PROBLEM STATEMENT
In the data that follows, how many lines include the string "AttributeDescriptor"? Answer with the number alone.

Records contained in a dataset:
┄┄┄┄┄┄

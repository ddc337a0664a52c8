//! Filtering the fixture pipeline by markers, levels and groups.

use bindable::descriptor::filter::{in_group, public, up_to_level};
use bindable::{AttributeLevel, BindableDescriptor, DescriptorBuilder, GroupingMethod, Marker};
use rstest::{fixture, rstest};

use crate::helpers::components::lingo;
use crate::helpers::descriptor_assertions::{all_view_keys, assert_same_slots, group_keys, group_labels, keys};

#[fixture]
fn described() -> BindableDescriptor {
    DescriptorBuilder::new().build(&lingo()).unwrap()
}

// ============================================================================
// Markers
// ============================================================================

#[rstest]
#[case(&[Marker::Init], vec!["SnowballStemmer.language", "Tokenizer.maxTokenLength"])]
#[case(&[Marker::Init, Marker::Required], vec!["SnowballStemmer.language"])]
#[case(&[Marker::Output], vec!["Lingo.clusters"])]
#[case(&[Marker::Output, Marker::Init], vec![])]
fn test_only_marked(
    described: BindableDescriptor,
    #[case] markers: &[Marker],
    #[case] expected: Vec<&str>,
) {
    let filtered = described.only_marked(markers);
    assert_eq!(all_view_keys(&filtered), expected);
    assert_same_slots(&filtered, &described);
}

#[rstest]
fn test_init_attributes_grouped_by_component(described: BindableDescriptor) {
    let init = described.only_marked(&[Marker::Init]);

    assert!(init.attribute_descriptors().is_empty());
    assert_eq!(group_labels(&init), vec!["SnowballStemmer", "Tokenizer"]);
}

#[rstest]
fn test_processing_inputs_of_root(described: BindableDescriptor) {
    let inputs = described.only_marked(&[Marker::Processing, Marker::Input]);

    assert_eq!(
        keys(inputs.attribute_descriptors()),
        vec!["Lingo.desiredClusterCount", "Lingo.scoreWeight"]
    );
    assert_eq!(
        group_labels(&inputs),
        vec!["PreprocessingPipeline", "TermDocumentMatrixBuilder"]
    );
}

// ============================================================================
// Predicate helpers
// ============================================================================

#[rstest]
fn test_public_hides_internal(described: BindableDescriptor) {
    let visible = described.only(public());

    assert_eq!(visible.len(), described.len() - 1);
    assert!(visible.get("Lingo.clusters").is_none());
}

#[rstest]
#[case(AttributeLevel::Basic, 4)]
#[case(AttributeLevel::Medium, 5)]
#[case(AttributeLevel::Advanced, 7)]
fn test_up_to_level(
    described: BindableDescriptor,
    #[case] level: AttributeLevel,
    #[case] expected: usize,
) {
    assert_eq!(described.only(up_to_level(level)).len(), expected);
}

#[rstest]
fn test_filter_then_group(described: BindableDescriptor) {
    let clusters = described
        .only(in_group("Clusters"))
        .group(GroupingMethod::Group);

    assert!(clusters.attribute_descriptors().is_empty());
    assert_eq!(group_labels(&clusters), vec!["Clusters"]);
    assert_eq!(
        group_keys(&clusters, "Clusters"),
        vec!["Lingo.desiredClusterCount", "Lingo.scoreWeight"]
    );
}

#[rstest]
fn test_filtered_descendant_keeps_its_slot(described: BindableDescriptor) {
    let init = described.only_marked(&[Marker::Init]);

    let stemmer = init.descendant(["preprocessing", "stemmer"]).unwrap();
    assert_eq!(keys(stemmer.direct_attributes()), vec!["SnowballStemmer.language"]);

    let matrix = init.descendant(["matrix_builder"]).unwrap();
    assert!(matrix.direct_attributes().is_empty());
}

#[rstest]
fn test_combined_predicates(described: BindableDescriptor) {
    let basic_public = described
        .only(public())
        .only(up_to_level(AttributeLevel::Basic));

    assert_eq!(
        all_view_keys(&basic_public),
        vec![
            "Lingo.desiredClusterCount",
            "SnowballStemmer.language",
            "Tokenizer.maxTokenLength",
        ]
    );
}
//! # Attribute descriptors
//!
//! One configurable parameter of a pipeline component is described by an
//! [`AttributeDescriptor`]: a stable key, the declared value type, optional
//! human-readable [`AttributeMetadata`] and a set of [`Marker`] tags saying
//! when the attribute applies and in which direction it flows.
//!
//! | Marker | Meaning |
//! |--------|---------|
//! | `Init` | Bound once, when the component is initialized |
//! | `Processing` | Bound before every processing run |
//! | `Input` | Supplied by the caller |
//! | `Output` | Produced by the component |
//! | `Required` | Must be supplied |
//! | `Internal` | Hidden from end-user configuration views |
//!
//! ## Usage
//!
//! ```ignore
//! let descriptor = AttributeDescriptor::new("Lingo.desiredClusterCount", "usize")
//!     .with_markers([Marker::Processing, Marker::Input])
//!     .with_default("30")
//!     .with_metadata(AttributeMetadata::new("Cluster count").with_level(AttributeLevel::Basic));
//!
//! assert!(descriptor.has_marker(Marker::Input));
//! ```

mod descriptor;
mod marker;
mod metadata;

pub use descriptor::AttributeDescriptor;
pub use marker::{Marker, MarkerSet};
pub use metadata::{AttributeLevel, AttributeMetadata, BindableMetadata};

┄┄┄┄┄┄

RESPONSE
3